Monday, November 14, 2011
Now that we are in the autumn season and soon to be winter it's a good time to get back on track with some goals.
Water, Exercise, Sugar, Sleep
1. Water - There was a time when I wouldn't end my day without drinking my daily requirement of water. Then I made a stupid decision. I allowed the scale to discourage me and I lessened the water intake because I got instant results. Believe me, I know it was stupid. The impact sure had a lasting affect though and the struggle to drink enough water has been a plague. But I'm armed and ready. In fact I sitting here tying this blog with two 16.9 bottles of water (1/2 of what I need for the day).
2. Exercise - 2 hours used to be nothing. I'd wake up in the morning and get in 45-60 minutes and then another 60 minutes or more later that day. Somewhere and somehow that desire went away. I think it's partly because like mentioning in #1. I was so into that scale. I would get on it everyday. Twice or more a day. If it didn't go right then the mental thought of what's the use would come and I just didn't want to keep up. But I'm so unhappy with the loss of strength that I said to myself, I have to get back on track and keep this up because the lost of endurance is a struggle. Exercise programs I could do 5-8 reps of I struggle just to do one. What I've learning is forget the scale. Once a week is enough but I may not even do that.
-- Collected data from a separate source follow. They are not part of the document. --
//! Registered resources
//!
//! The registry is built once from configuration and passed by reference to
//! whatever needs it. Two names are the same resource when they derive the
//! same kebab-case singular, so `person`, `People` and `person.php`'s stem
//! all count once.

use std::collections::HashSet;

use crate::config::WizardConfig;
use crate::naming::derive;

/// Ordered, de-duplicated list of resource names
#[derive(Debug, Clone, Default, PartialEq, Eq)]
pub struct ResourceRegistry {
    resources: Vec<String>,
    keys: HashSet<String>,
}

/// Identity of a resource name; empty for names without letters or digits
fn resource_key(name: &str) -> String {
    derive(name).kebab_singular().to_string()
}

impl ResourceRegistry {
    /// Registry holding the configured `resources`
    #[must_use]
    pub fn from_config(config: &WizardConfig) -> Self {
        let mut registry = Self::default();
        registry.extend(config.resources.iter().map(String::as_str));
        registry
    }

    /// Add names, skipping blanks and resources already present
    pub fn extend<'a>(&mut self, names: impl IntoIterator<Item = &'a str>) {
        for name in names {
            self.insert(name);
        }
    }

    /// Add one name as written; returns false when it was blank or the
    /// resource is already registered under any spelling
    pub fn insert(&mut self, name: &str) -> bool {
        let key = resource_key(name);
        if key.is_empty() || !self.keys.insert(key) {
            return false;
        }
        self.resources.push(name.trim().to_string());
        true
    }

    /// Registered names in registration order
    #[must_use]
    pub fn resources(&self) -> &[String] {
        &self.resources
    }

    /// Whether the resource `name` refers to is registered, in any casing,
    /// separator style or number
    #[must_use]
    pub fn contains(&self, name: &str) -> bool {
        self.keys.contains(&resource_key(name))
    }

    /// Number of registered names
    #[must_use]
    pub fn len(&self) -> usize {
        self.resources.len()
    }

    /// True when nothing is registered
    #[must_use]
    pub fn is_empty(&self) -> bool {
        self.resources.is_empty()
    }
}

#[cfg(test)]
mod tests {
    use super::*;

    fn config_with(resources: &[&str]) -> WizardConfig {
        WizardConfig {
            resources: resources.iter().map(ToString::to_string).collect(),
            ..WizardConfig::default()
        }
    }

    #[test]
    fn test_from_config_keeps_order() {
        let registry = ResourceRegistry::from_config(&config_with(&["post", "person", "account-setting"]));
        assert_eq!(registry.resources(), ["post", "person", "account-setting"]);
        assert_eq!(registry.len(), 3);
    }

    #[test]
    fn test_from_config_cleans_entries() {
        let registry = ResourceRegistry::from_config(&config_with(&[" post ", "", "   ", "post", "person"]));
        assert_eq!(registry.resources(), ["post", "person"]);
    }

    #[test]
    fn test_contains() {
        let registry =
            ResourceRegistry::from_config(&config_with(&["post", "account setting"]));
        assert!(registry.contains("post"));
        assert!(registry.contains(" post"));
        assert!(registry.contains("Posts"));
        assert!(registry.contains("account-settings"));
        assert!(registry.contains("AccountSetting"));
        assert!(!registry.contains("person"));
        assert!(!registry.contains("--"));
    }

    #[test]
    fn test_spellings_of_one_resource_count_once() {
        let registry = ResourceRegistry::from_config(&config_with(&[
            "person",
            "People",
            "account_setting",
            "Account Settings",
        ]));
        assert_eq!(registry.resources(), ["person", "account_setting"]);
        assert_eq!(registry.len(), 2);
    }

    #[test]
    fn test_insert() {
        let mut registry = ResourceRegistry::default();
        assert!(registry.is_empty());
        assert!(registry.insert("post"));
        assert!(!registry.insert("post"));
        assert!(!registry.insert(" "));
        assert!(!registry.insert("-_-"));
        assert!(!registry.insert("POSTS"));
        registry.extend(["person", "post"]);
        assert_eq!(registry.resources(), ["post", "person"]);
    }
}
3. I went on a sugar challenge last month and learned other ways to sweeten my foods. I almost tried sweeteners like stevia and truvia, but I'm just not comfortable with them personally. Instead I tried honey, agave and maple syrup. The winner: Honey! I don't like the taste/aftertaste of agave syrup and maple syrup, though really good, is too expensive to be a main sweetener. When I do need 'sugar', I use the less processed, organic kind.
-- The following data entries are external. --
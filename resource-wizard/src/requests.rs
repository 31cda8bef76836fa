//! Form request validation rules
//!
//! A resource request validates differently on create and on update. The
//! trait only decides which rule set applies to an incoming method; checking
//! values against the rules belongs to the web framework.

use std::collections::BTreeMap;

use http::Method;

/// Field name to validation rules, e.g. `"name" => ["required", "max:255"]`
pub type Rules = BTreeMap<String, Vec<String>>;

/// Build a [`Rules`] map from string literals
#[must_use]
pub fn rules_from<'a>(entries: impl IntoIterator<Item = (&'a str, &'a [&'a str])>) -> Rules {
    entries
        .into_iter()
        .map(|(field, rules)| {
            (
                field.to_string(),
                rules.iter().map(|rule| (*rule).to_string()).collect(),
            )
        })
        .collect()
}

/// Validation contract of a resource request
pub trait FormRequest {
    /// Whether the current user may send this request
    fn authorize(&self) -> bool {
        true
    }

    /// Rules applied when creating
    fn store_rules(&self) -> Rules;

    /// Rules applied when updating
    fn update_rules(&self) -> Rules;

    /// Custom validation messages keyed by `field.rule`
    fn messages(&self) -> BTreeMap<String, String> {
        BTreeMap::new()
    }

    /// Rules for `method`
    ///
    /// `POST` selects the store rules, `PUT` and `PATCH` the update rules;
    /// every other method validates nothing.
    fn rules(&self, method: &Method) -> Rules {
        if *method == Method::POST {
            self.store_rules()
        } else if *method == Method::PUT || *method == Method::PATCH {
            self.update_rules()
        } else {
            Rules::new()
        }
    }
}
//! Contract module containing the traits model providers implement

mod model_loader;
mod time_series_model;

pub use model_loader::ModelLoader;
pub use time_series_model::{ModelHandle, TimeSeriesModel};
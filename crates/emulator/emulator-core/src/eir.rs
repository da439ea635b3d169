//! Prevalence to EIR calibration.

use crate::lookup::LookupCurve;
use emulator_spi::{EmulatorError, Result};
use once_cell::sync::OnceCell;
use serde::Deserialize;
use std::path::Path;
use std::sync::Arc;

const BUILTIN_CALIBRATION: &str = include_str!("../data/eir_calibration.json");
const BUILTIN_SOURCE: &str = "<builtin>/eir_calibration.json";

static BUILTIN: OnceCell<Arc<EirCalibration>> = OnceCell::new();

#[derive(Deserialize)]
struct CalibrationDocument {
    prevalence: Vec<f64>,
    eir: Vec<f64>,
}

/// Monotone mapping from baseline prevalence to annual EIR.
#[derive(Debug, Clone, PartialEq)]
pub struct EirCalibration {
    curve: LookupCurve,
}

impl EirCalibration {
    /// The embedded calibration, parsed once per process.
    pub fn builtin() -> Result<Arc<Self>> {
        BUILTIN
            .get_or_try_init(|| {
                Self::from_json(Path::new(BUILTIN_SOURCE), BUILTIN_CALIBRATION).map(Arc::new)
            })
            .cloned()
    }

    pub fn from_path<P: AsRef<Path>>(path: P) -> Result<Self> {
        let path = path.as_ref();
        if !path.exists() {
            return Err(EmulatorError::ArtifactNotFound {
                what: "EIR calibration table".to_string(),
                path: path.to_path_buf(),
                hint: "Check `eir_calibration` in the emulator configuration, or unset it to use the built-in calibration.".to_string(),
            });
        }
        let text = std::fs::read_to_string(path).map_err(|source| EmulatorError::Io {
            path: path.to_path_buf(),
            source,
        })?;
        Self::from_json(path, &text)
    }

    pub fn from_json(source: &Path, text: &str) -> Result<Self> {
        let document: CalibrationDocument =
            serde_json::from_str(text).map_err(|e| EmulatorError::InvalidArtifact {
                path: source.to_path_buf(),
                reason: e.to_string(),
            })?;
        if document.eir.windows(2).any(|w| w[1] <= w[0]) {
            return Err(EmulatorError::InvalidArtifact {
                path: source.to_path_buf(),
                reason: "eir values must be strictly ascending".to_string(),
            });
        }
        if document.eir.iter().any(|&e| e < 0.0) {
            return Err(EmulatorError::InvalidArtifact {
                path: source.to_path_buf(),
                reason: "eir values must be non-negative".to_string(),
            });
        }
        let curve = LookupCurve::new(source, "prevalence", document.prevalence, document.eir)?;
        Ok(Self { curve })
    }

    /// Calibrated prevalence range.
    pub fn prevalence_range(&self) -> (f64, f64) {
        self.curve.domain()
    }

    /// EIR reproducing baseline prevalence `prevalence`.
    pub fn eir_for_prevalence(&self, prevalence: f64) -> Result<f64> {
        self.curve.at(prevalence).ok_or_else(|| {
            let (min, max) = self.prevalence_range();
            EmulatorError::OutOfRange {
                field: "prev".to_string(),
                value: prevalence,
                min,
                max,
            }
        })
    }
}
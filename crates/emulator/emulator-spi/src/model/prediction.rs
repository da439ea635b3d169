//! Prediction outputs and joined result tables.

use super::{ModelType, Predictor, ScenarioRecord};
use bench_harness::BenchmarkRecord;
use serde::{Deserialize, Serialize};
use std::collections::HashSet;
use std::sync::Arc;

/// One predicted value for a scenario at a time step.
#[derive(Debug, Clone, PartialEq, Serialize, Deserialize)]
pub struct PredictionPoint {
    pub scenario_tag: Arc<str>,
    pub model_type: ModelType,
    pub timestep: usize,
    pub value: f64,
}

/// A prediction joined with the scenario that produced it.
#[derive(Debug, Clone, PartialEq, Serialize, Deserialize)]
pub struct PredictionRow {
    pub scenario_tag: Arc<str>,
    pub model_type: ModelType,
    pub timestep: usize,
    pub value: f64,
    pub scenario: Arc<ScenarioRecord>,
}

/// Mean, min and max of one trajectory.
#[derive(Debug, Clone, PartialEq, Serialize, Deserialize)]
pub struct ScenarioSummary {
    pub scenario_tag: String,
    pub model_type: ModelType,
    pub mean: f64,
    pub min: f64,
    pub max: f64,
}

/// All rows for one predictor, ordered by model type, scenario, then time.
#[derive(Debug, Clone, PartialEq, Serialize, Deserialize)]
pub struct PredictionTable {
    pub predictor: Predictor,
    pub rows: Vec<PredictionRow>,
}

impl PredictionTable {
    pub fn new(predictor: Predictor, rows: Vec<PredictionRow>) -> Self {
        Self { predictor, rows }
    }

    pub fn len(&self) -> usize {
        self.rows.len()
    }

    pub fn is_empty(&self) -> bool {
        self.rows.is_empty()
    }

    pub fn rows(&self) -> &[PredictionRow] {
        &self.rows
    }

    /// Distinct scenario tags in first-seen order.
    pub fn scenario_tags(&self) -> Vec<&str> {
        let mut seen = HashSet::new();
        let mut tags: Vec<&str> = Vec::new();
        for row in &self.rows {
            let tag: &str = &row.scenario_tag;
            if seen.insert(tag) {
                tags.push(tag);
            }
        }
        tags
    }

    /// Values for one scenario and model type, time ascending.
    pub fn trajectory(&self, scenario_tag: &str, model_type: ModelType) -> Vec<f64> {
        self.rows
            .iter()
            .filter(|r| r.model_type == model_type && &*r.scenario_tag == scenario_tag)
            .map(|r| r.value)
            .collect()
    }

    /// Per-scenario summary statistics, one entry per (model type, scenario).
    pub fn summary_by_scenario(&self) -> Vec<ScenarioSummary> {
        let mut summaries: Vec<(ScenarioSummary, usize)> = Vec::new();
        for row in &self.rows {
            let existing = summaries.iter_mut().rev().find(|(s, _)| {
                s.model_type == row.model_type && s.scenario_tag == *row.scenario_tag
            });
            match existing {
                Some((summary, count)) => {
                    summary.mean += row.value;
                    summary.min = summary.min.min(row.value);
                    summary.max = summary.max.max(row.value);
                    *count += 1;
                }
                None => summaries.push((
                    ScenarioSummary {
                        scenario_tag: row.scenario_tag.to_string(),
                        model_type: row.model_type,
                        mean: row.value,
                        min: row.value,
                        max: row.value,
                    },
                    1,
                )),
            }
        }
        summaries
            .into_iter()
            .map(|(mut summary, count)| {
                summary.mean /= count as f64;
                summary
            })
            .collect()
    }
}

/// Output of a pipeline run.
///
/// Every known predictor has a slot; predictors that were not requested
/// are `None`. `benchmarks` is present only when timing was requested.
#[derive(Debug, Clone, Default, PartialEq, Serialize, Deserialize)]
pub struct EmulatorResults {
    pub prevalence: Option<PredictionTable>,
    pub cases: Option<PredictionTable>,
    pub benchmarks: Option<BenchmarkRecord>,
}

impl EmulatorResults {
    pub fn table(&self, predictor: Predictor) -> Option<&PredictionTable> {
        match predictor {
            Predictor::Prevalence => self.prevalence.as_ref(),
            Predictor::Cases => self.cases.as_ref(),
        }
    }

    pub fn set_table(&mut self, table: PredictionTable) {
        match table.predictor {
            Predictor::Prevalence => self.prevalence = Some(table),
            Predictor::Cases => self.cases = Some(table),
        }
    }

    /// Tables that are present, in predictor order.
    pub fn tables(&self) -> impl Iterator<Item = &PredictionTable> {
        Predictor::ALL.into_iter().filter_map(move |p| self.table(p))
    }
}
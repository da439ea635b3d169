//! Emulator Facade
//!
//! High-level API for running malaria intervention scenarios through
//! pretrained time-series emulators. Re-exports all public types from the
//! emulator stack for convenient usage.

// Re-export everything from API (which includes SPI)
pub use emulator_api::*;

// Core implementations
pub use emulator_core::{
    calculate_overall_dn0, CellWeights, EirCalibration, Emulator, EmulatorRunner,
    Feature, FileModelLoader, InputScaler, LinearHead, ModelArtifact, ModelCache,
    NetEfficacyAggregator, NetEfficacyTable, OutputTransform, RecurrentModel, ResultAggregator,
    RunOutput, ScenarioBuilder, WarmUp, WarmUpOptions, WarmUpReport,
};

/// Prelude module for convenient imports
pub mod prelude {
    pub use emulator_api::prelude::*;
    pub use emulator_core::{Emulator, ModelCache, NetEfficacyAggregator, ScenarioBuilder, WarmUp};
}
4. Sleep - This one got off track again too. It affected by exercise schedule as well. I wouldn't want to get up 1 hour early because I went to bed too late and I wouldn't want to exercise after work because I was too tired. If I had a personal trainer at home it would be different but I don't.
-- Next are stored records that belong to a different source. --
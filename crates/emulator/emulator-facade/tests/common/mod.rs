//! Shared fixtures: a temporary directory of generated model artifacts.

#![allow(dead_code)]

use emulator_facade::{
    AggregatedParameters, CellWeights, EmulatorConfig, Feature, InputScaler, LinearHead,
    ModelArtifact, ModelKey, OutputTransform, Param, Predictor, RawNetParameters,
};
use rand::rngs::StdRng;
use rand::{Rng, SeedableRng};
use std::path::Path;
use tempfile::TempDir;

pub const HIDDEN: usize = 8;

pub fn features() -> Vec<Feature> {
    vec![
        Feature::Eir,
        Feature::Dn0,
        Feature::ItnUse,
        Feature::IrsUse,
        Feature::Lsm,
        Feature::Q0,
        Feature::PhiBednets,
        Feature::Seasonal,
        Feature::Routine,
        Feature::DaySin,
        Feature::DayCos,
        Feature::Years,
    ]
}

/// A small randomly initialised artifact for `key`.
pub fn artifact(key: ModelKey, seed: u64) -> ModelArtifact {
    let mut rng = StdRng::seed_from_u64(seed);
    let features = features();
    let inputs = features.len();
    let rows = key.model_type.gate_count() * HIDDEN;
    let mut matrix = |rows: usize, cols: usize| -> Vec<Vec<f64>> {
        (0..rows)
            .map(|_| (0..cols).map(|_| rng.gen_range(-0.4..0.4)).collect())
            .collect()
    };
    let w_ih = matrix(rows, inputs);
    let w_hh = matrix(rows, HIDDEN);
    let head = matrix(1, HIDDEN).remove(0);

    let (output, output_scale) = match key.predictor {
        Predictor::Prevalence => (OutputTransform::Sigmoid, 1.0),
        Predictor::Cases => (OutputTransform::Softplus, 0.01),
    };
    ModelArtifact {
        predictor: key.predictor,
        model_type: key.model_type,
        features,
        input_scaler: InputScaler {
            mean: vec![0.5; inputs],
            std: vec![2.0; inputs],
        },
        hidden_size: HIDDEN,
        cell: CellWeights {
            w_ih,
            w_hh,
            b_ih: vec![0.0; rows],
            b_hh: vec![0.0; rows],
        },
        head: LinearHead {
            weight: head,
            bias: -0.5,
        },
        output,
        output_scale,
        intervention_day: 1095,
    }
}

pub fn write_artifact(dir: &Path, key: ModelKey, seed: u64) {
    artifact(key, seed)
        .save(dir.join(key.artifact_file_name()))
        .unwrap();
}

/// Temporary models directory holding the given keys.
pub fn models_dir(keys: &[ModelKey]) -> TempDir {
    let dir = tempfile::tempdir().unwrap();
    for (seed, key) in keys.iter().enumerate() {
        write_artifact(dir.path(), *key, seed as u64 + 1);
    }
    dir
}

/// Temporary models directory holding every known key.
pub fn full_models_dir() -> TempDir {
    models_dir(&ModelKey::all())
}

pub fn config(dir: &TempDir) -> EmulatorConfig {
    EmulatorConfig::default().with_models_dir(dir.path())
}

/// Aggregated parameters: a scalar everywhere except the given EIR series.
pub fn aggregated(eir: Vec<f64>) -> AggregatedParameters {
    AggregatedParameters {
        eir: Param::Series(eir),
        dn0_use: Param::Scalar(0.45),
        dn0_future: Param::Scalar(0.55),
        q0: Param::Scalar(0.92),
        phi_bednets: Param::Scalar(0.85),
        seasonal: Param::Scalar(0.0),
        routine: Param::Scalar(0.0),
        itn_use: Param::Scalar(0.5),
        irs_use: Param::Scalar(0.0),
        itn_future: Param::Scalar(0.6),
        irs_future: Param::Scalar(0.0),
        lsm: Param::Scalar(0.0),
        scenario_tag: None,
    }
}

/// Four named intervention scenarios in raw form.
pub fn four_scenarios() -> RawNetParameters {
    RawNetParameters {
        res_use: Param::Scalar(0.4),
        py_only: Some(Param::Series(vec![0.5, 0.0, 0.0, 0.0])),
        py_pbo: Some(Param::Series(vec![0.0, 0.5, 0.0, 0.0])),
        py_pyrrole: Some(Param::Series(vec![0.0, 0.0, 0.5, 0.0])),
        py_ppf: Some(Param::Series(vec![0.0, 0.0, 0.0, 0.5])),
        prev: Param::Scalar(0.3),
        season: Param::Scalar(1.0),
        irs_future: Param::Scalar(0.2),
        scenario_tag: Some(vec![
            "Pyrethroid_Only".to_string(),
            "PBO_Nets".to_string(),
            "Pyrrole_Nets".to_string(),
            "PPF_Nets".to_string(),
        ]),
        ..Default::default()
    }
}
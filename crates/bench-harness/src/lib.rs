//! Stage stopwatch for pipeline runs.
//!
//! A [`StageTimer`] wraps each stage of a run with wall-clock capture and
//! produces a [`BenchmarkRecord`] mapping stage names to elapsed seconds,
//! plus a `total` entry spanning the whole timer lifetime.
//!
//! # Example
//!
//! ```ignore
//! use bench_harness::StageTimer;
//!
//! let mut timer = StageTimer::new(true);
//! let batch = timer.time("build", || build_batch());
//! let output = timer.time("predict", || run(&batch));
//! let record = timer.finish().unwrap();
//! println!("{:.3}s total", record.total());
//! ```

use indexmap::IndexMap;
use serde::{Deserialize, Serialize};
use std::time::{Duration, Instant};

/// Name of the entry holding the wall-clock span of the whole run.
pub const TOTAL: &str = "total";

/// Elapsed seconds per pipeline stage, in the order stages first ran.
///
/// Always contains a [`TOTAL`] entry as its last key.
#[derive(Debug, Clone, PartialEq, Serialize, Deserialize)]
#[serde(transparent)]
pub struct BenchmarkRecord {
    entries: IndexMap<String, f64>,
}

impl BenchmarkRecord {
    fn from_parts(mut stages: IndexMap<String, f64>, total: Duration) -> Self {
        stages.shift_remove(TOTAL);
        stages.insert(TOTAL.to_string(), total.as_secs_f64());
        Self { entries: stages }
    }

    /// Wall-clock span of the whole run in seconds.
    pub fn total(&self) -> f64 {
        self.entries.get(TOTAL).copied().unwrap_or_default()
    }

    /// Elapsed seconds for a stage (or `total`).
    pub fn get(&self, stage: &str) -> Option<f64> {
        self.entries.get(stage).copied()
    }

    /// Stage entries in execution order, excluding `total`.
    pub fn stages(&self) -> impl Iterator<Item = (&str, f64)> {
        self.entries
            .iter()
            .filter(|(name, _)| name.as_str() != TOTAL)
            .map(|(name, secs)| (name.as_str(), *secs))
    }

    /// Sum of all stage entries, excluding `total`.
    pub fn stage_sum(&self) -> f64 {
        self.stages().map(|(_, secs)| secs).sum()
    }

    /// All entries including `total`.
    pub fn entries(&self) -> &IndexMap<String, f64> {
        &self.entries
    }

    /// Format the record as table rows, one per entry.
    pub fn as_rows(&self) -> Vec<String> {
        self.entries
            .iter()
            .map(|(name, secs)| format!("{:30} {:>10.4}s", name, secs))
            .collect()
    }
}

/// Wall-clock capture for named pipeline stages.
///
/// A disabled timer runs closures without measuring them and finishes
/// with no record, so callers can thread one through unconditionally.
#[derive(Debug)]
pub struct StageTimer {
    enabled: bool,
    started: Instant,
    stages: IndexMap<String, f64>,
}

impl StageTimer {
    /// Start a timer. The `total` span starts now.
    pub fn new(enabled: bool) -> Self {
        Self {
            enabled,
            started: Instant::now(),
            stages: IndexMap::new(),
        }
    }

    /// A timer that records nothing.
    pub fn disabled() -> Self {
        Self::new(false)
    }

    pub fn is_enabled(&self) -> bool {
        self.enabled
    }

    /// Run `f` as stage `stage`, adding its elapsed time to that stage.
    ///
    /// Repeated stages accumulate. The closure's return value is passed
    /// through untouched.
    pub fn time<F, R>(&mut self, stage: &str, f: F) -> R
    where
        F: FnOnce() -> R,
    {
        if !self.enabled {
            return f();
        }
        let start = Instant::now();
        let result = f();
        self.record(stage, start.elapsed());
        result
    }

    /// Add an externally measured duration to a stage.
    pub fn record(&mut self, stage: &str, elapsed: Duration) {
        if !self.enabled {
            return;
        }
        tracing::trace!(stage, secs = elapsed.as_secs_f64(), "stage finished");
        *self.stages.entry(stage.to_string()).or_insert(0.0) += elapsed.as_secs_f64();
    }

    /// Stop the timer. Returns `None` when disabled.
    pub fn finish(self) -> Option<BenchmarkRecord> {
        if !self.enabled {
            return None;
        }
        Some(BenchmarkRecord::from_parts(self.stages, self.started.elapsed()))
    }
}

impl Default for StageTimer {
    fn default() -> Self {
        Self::disabled()
    }
}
My goal is Sunday, Monday, Wednesday, Thursday to hit the sack at 9:30 pm and on the other evenings by 10:30 pm. I have evening Bible Classes at church on Tuesday's and Friday's which is reason for the later time and Saturday well that's just because and I can still get in 8hrs of bedtime and morning exercise before Sunday School the next day.
That's what is new.
Thanks for reading and feel free to comment and share how you're doing.